=== Exercise requirements ===
Check every line of the listing below for "InMemoryStore", and report how many lines have it, as a number with nothing more.

Provided information section start

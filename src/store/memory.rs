//! In-memory [`DocumentStore`] for tests and local development.
//!
//! Collections are `BTreeMap`s keyed by document id, so every query returns
//! documents in ascending id order. Subcollections hang off their parent
//! document and may nest. The store is read-only once loaded.

use std::collections::BTreeMap;
use std::path::Path;

use anyhow::{Context, Result};
use async_trait::async_trait;
use serde::Deserialize;
use serde_json::{Map, Value};

use crate::models::{FilterSet, StoredDocument};

use super::DocumentStore;

type Collection = BTreeMap<String, Node>;

#[derive(Debug, Default)]
struct Node {
    fields: Map<String, Value>,
    subcollections: BTreeMap<String, Collection>,
}

/// Fixture document: `{"id", "fields", "subcollections": {name: [docs]}}`.
#[derive(Debug, Deserialize)]
struct FixtureDoc {
    id: String,
    #[serde(default)]
    fields: Map<String, Value>,
    #[serde(default)]
    subcollections: BTreeMap<String, Vec<FixtureDoc>>,
}

impl From<FixtureDoc> for Node {
    fn from(doc: FixtureDoc) -> Self {
        Node {
            fields: doc.fields,
            subcollections: doc
                .subcollections
                .into_iter()
                .map(|(name, docs)| (name, collection_from(docs)))
                .collect(),
        }
    }
}

fn collection_from(docs: Vec<FixtureDoc>) -> Collection {
    docs.into_iter()
        .map(|d| (d.id.clone(), Node::from(d)))
        .collect()
}

fn filtered(collection: Option<&Collection>, filters: &FilterSet) -> Vec<StoredDocument> {
    collection
        .into_iter()
        .flatten()
        .map(|(id, node)| StoredDocument::new(id.clone(), node.fields.clone()))
        .filter(|doc| doc.matches(filters))
        .collect()
}

pub struct InMemoryStore {
    collections: BTreeMap<String, Collection>,
}

impl InMemoryStore {
    pub fn new() -> Self {
        Self {
            collections: BTreeMap::new(),
        }
    }

    /// Parses a fixture of the form `{"<collection>": [FixtureDoc, ...]}`.
    pub fn from_fixture_str(json: &str) -> Result<Self> {
        let raw: BTreeMap<String, Vec<FixtureDoc>> =
            serde_json::from_str(json).context("Failed to parse store fixture")?;
        let collections = raw
            .into_iter()
            .map(|(name, docs)| (name, collection_from(docs)))
            .collect();
        Ok(Self { collections })
    }

    pub fn load_fixture(path: &Path) -> Result<Self> {
        let json = std::fs::read_to_string(path)
            .with_context(|| format!("Failed to read store fixture: {}", path.display()))?;
        Self::from_fixture_str(&json)
    }
}

impl Default for InMemoryStore {
    fn default() -> Self {
        Self::new()
    }
}

#[async_trait]
impl DocumentStore for InMemoryStore {
    fn name(&self) -> &str {
        "memory"
    }

    async fn query_collection(
        &self,
        collection: &str,
        filters: &FilterSet,
    ) -> Result<Vec<StoredDocument>> {
        Ok(filtered(self.collections.get(collection), filters))
    }

    async fn query_subcollection(
        &self,
        collection: &str,
        parent_id: &str,
        subcollection: &str,
        filters: &FilterSet,
    ) -> Result<Vec<StoredDocument>> {
        let children = self
            .collections
            .get(collection)
            .and_then(|c| c.get(parent_id))
            .and_then(|p| p.subcollections.get(subcollection));
        Ok(filtered(children, filters))
    }
}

Provided information section end

=== Task output ===
4